Kristopher se volvió hacia ella, sus ojos recorriendo los contornos de su rostro: el barrido de sus largas pestañas, la elegante pendiente de su nariz y la perfecta y delicada estructura de sus rasgos.
Tenía solo veinticuatro años, una edad en la que los padres deben proteger a sus hijos, no usarlos como escudos.
Carrie inclinó la cabeza hacia arriba, sus labios tan cerca de los de él que el espacio entre ellos se sentía como un susurro de aire.
El espacio entre ellos se hizo denso, cargado de una corriente tácita que ninguno se atrevía a nombrar.
La mirada de Carrie se detuvo en los labios carmesí de Kristopher, y su mente se inundó involuntariamente de destellos de su intimidad compartida.
El recuerdo de su tacto, la forma en que la había besado con una intensidad posesiva… todo volvió a su mente, dejando su corazón latiendo sin control.
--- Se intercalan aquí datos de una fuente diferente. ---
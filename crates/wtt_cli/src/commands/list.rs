//! List command implementation.

use super::CommandResult;
use crate::filter::ItemFilter;
use crate::output::{self, Format};
use serde::Serialize;
use std::io::Write;
use wtt_core::{Item, ItemRepository};

/// List result for JSON output.
#[derive(Debug, Serialize)]
pub struct ListResult<'a> {
    /// Number of items in the catalog.
    pub total: usize,
    /// Number of items that passed the filter.
    pub matched: usize,
    /// The matching items, newest first.
    pub items: Vec<&'a Item>,
}

/// Runs the list command.
pub fn run(
    repo: &ItemRepository,
    filter: &ItemFilter,
    format: Format,
    out: &mut impl Write,
) -> CommandResult {
    let all = repo.list_all();
    let matched = filter.apply(&all);

    match format {
        Format::Json => {
            let result = ListResult {
                total: all.len(),
                matched: matched.len(),
                items: matched,
            };
            writeln!(out, "{}", serde_json::to_string_pretty(&result)?)?;
        }
        Format::Text => {
            if all.is_empty() {
                writeln!(out, "No items yet. Add one with `wtt add`, or run `wtt demo load`.")?;
            } else if matched.is_empty() {
                writeln!(out, "No items match the current search and filters.")?;
            } else {
                output::write_table(out, matched.iter().copied())?;
                if !filter.is_empty() {
                    writeln!(out, "\n{} of {} items", matched.len(), all.len())?;
                }
            }
        }
    }

    Ok(())
}
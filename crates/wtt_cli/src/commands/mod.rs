//! CLI command implementations.

pub mod add;
pub mod checkout;
pub mod demo;
pub mod edit;
pub mod list;
pub mod show;

/// Result type shared by every command.
pub type CommandResult = Result<(), Box<dyn std::error::Error>>;
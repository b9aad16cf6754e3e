//! Errors raised by the command-line front end itself.

use thiserror::Error;

/// Input the front end refuses before it reaches the repository.
#[derive(Debug, Error)]
pub enum CliError {
    /// The item name is empty after trimming.
    #[error("Item name is required.")]
    NameRequired,

    /// A scanned code was blank.
    #[error("scanned code is empty")]
    EmptyCode,

    /// No item has the given id.
    #[error("Item not found: {0}")]
    ItemNotFound(String),
}
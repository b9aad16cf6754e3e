//! Inventory item record.

use serde::{Deserialize, Deserializer, Serialize};
use std::fmt;
use std::str::FromStr;
use thiserror::Error;
use tracing::warn;

/// Physical condition of an item.
#[derive(Debug, Clone, Copy, PartialEq, Eq, Hash, Serialize, Deserialize)]
pub enum Condition {
    /// Like new.
    Excellent,
    /// Normal wear.
    Good,
    /// Visible wear, still usable.
    Fair,
    /// Must be fixed before use.
    #[serde(rename = "Needs Repair")]
    NeedsRepair,
}

impl Condition {
    /// All conditions, best first.
    pub const ALL: [Condition; 4] = [
        Condition::Excellent,
        Condition::Good,
        Condition::Fair,
        Condition::NeedsRepair,
    ];

    /// Returns the display label.
    #[must_use]
    pub const fn label(self) -> &'static str {
        match self {
            Condition::Excellent => "Excellent",
            Condition::Good => "Good",
            Condition::Fair => "Fair",
            Condition::NeedsRepair => "Needs Repair",
        }
    }
}

impl fmt::Display for Condition {
    fn fmt(&self, f: &mut fmt::Formatter<'_>) -> fmt::Result {
        f.write_str(self.label())
    }
}

/// Error returned when a string names no [`Condition`].
#[derive(Debug, Clone, PartialEq, Eq, Error)]
#[error("unknown condition: {0:?} (expected Excellent, Good, Fair or Needs Repair)")]
pub struct ParseConditionError(String);

impl FromStr for Condition {
    type Err = ParseConditionError;

    /// Parses a label, ignoring case, spaces, hyphens and underscores.
    fn from_str(s: &str) -> Result<Self, Self::Err> {
        let folded: String = s
            .chars()
            .filter(|c| !matches!(c, ' ' | '-' | '_'))
            .flat_map(char::to_lowercase)
            .collect();
        match folded.as_str() {
            "excellent" => Ok(Condition::Excellent),
            "good" => Ok(Condition::Good),
            "fair" => Ok(Condition::Fair),
            "needsrepair" => Ok(Condition::NeedsRepair),
            _ => Err(ParseConditionError(s.to_string())),
        }
    }
}

/// A catalog record.
///
/// Field names are serialized in camelCase (`checkedOut`, `updatedAt`).
/// `updated_at` is owned by the repository: whatever the caller puts there
/// is overwritten on every write.
#[derive(Debug, Clone, PartialEq, Eq, Serialize, Deserialize)]
#[serde(rename_all = "camelCase")]
pub struct Item {
    /// Identifier, e.g. `WTT-000001`.
    pub id: String,
    /// Display name.
    pub name: String,
    /// Category. Any string is accepted.
    pub category: String,
    /// Where the item is kept.
    #[serde(default, skip_serializing_if = "Option::is_none")]
    pub location: Option<String>,
    /// Physical condition. A stored label that names no [`Condition`]
    /// reads as `None` rather than failing the whole collection.
    #[serde(
        default,
        skip_serializing_if = "Option::is_none",
        deserialize_with = "deserialize_condition"
    )]
    pub condition: Option<Condition>,
    /// Whether the item is currently checked out.
    #[serde(default)]
    pub checked_out: bool,
    /// Milliseconds since the Unix epoch of the last write.
    #[serde(default)]
    pub updated_at: i64,
}

fn deserialize_condition<'de, D>(deserializer: D) -> Result<Option<Condition>, D::Error>
where
    D: Deserializer<'de>,
{
    let label = Option::<String>::deserialize(deserializer)?;
    Ok(label.and_then(|label| match label.parse() {
        Ok(condition) => Some(condition),
        Err(e) => {
            warn!(error = %e, "dropping stored condition");
            None
        }
    }))
}

impl Item {
    /// Creates an available item with no location or condition.
    #[must_use]
    pub fn new(id: impl Into<String>, name: impl Into<String>, category: impl Into<String>) -> Self {
        Self {
            id: id.into(),
            name: name.into(),
            category: category.into(),
            location: None,
            condition: None,
            checked_out: false,
            updated_at: 0,
        }
    }

    /// Sets the location.
    #[must_use]
    pub fn with_location(mut self, location: impl Into<String>) -> Self {
        self.location = Some(location.into());
        self
    }

    /// Sets the condition.
    #[must_use]
    pub fn with_condition(mut self, condition: Condition) -> Self {
        self.condition = Some(condition);
        self
    }

    /// Sets the checked-out flag.
    #[must_use]
    pub fn with_checked_out(mut self, checked_out: bool) -> Self {
        self.checked_out = checked_out;
        self
    }

    /// Sets the update timestamp.
    #[must_use]
    pub fn with_updated_at(mut self, updated_at: i64) -> Self {
        self.updated_at = updated_at;
        self
    }

    /// Returns true if every field except `updated_at` matches `other`.
    #[must_use]
    pub fn same_content(&self, other: &Item) -> bool {
        self.id == other.id
            && self.name == other.name
            && self.category == other.category
            && self.location == other.location
            && self.condition == other.condition
            && self.checked_out == other.checked_out
    }
}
Avergonzada por su reacción, bajó rápidamente la cabeza, con el pelo cayendo hacia delante como un escudo.
Hizo a un lado los pensamientos, moviéndose ligeramente para crear más distancia entre ellos.
Este tipo de cercanía la inquietaba más que estar en la cama con él.
La intimidad física podía compartimentarse, tratarse como algo rutinario, incluso mundano.
Pero estos momentos tranquilos y cotidianos deshacían sus defensas, despertando emociones que no podía permitirse sentir.
Los ojos oscuros de Kristopher parpadearon al notar su retirada.
Sus labios se curvaron ligeramente antes de que su expresión se volviera neutra. «¿Qué piensas hacer ahora?», preguntó con tono uniforme.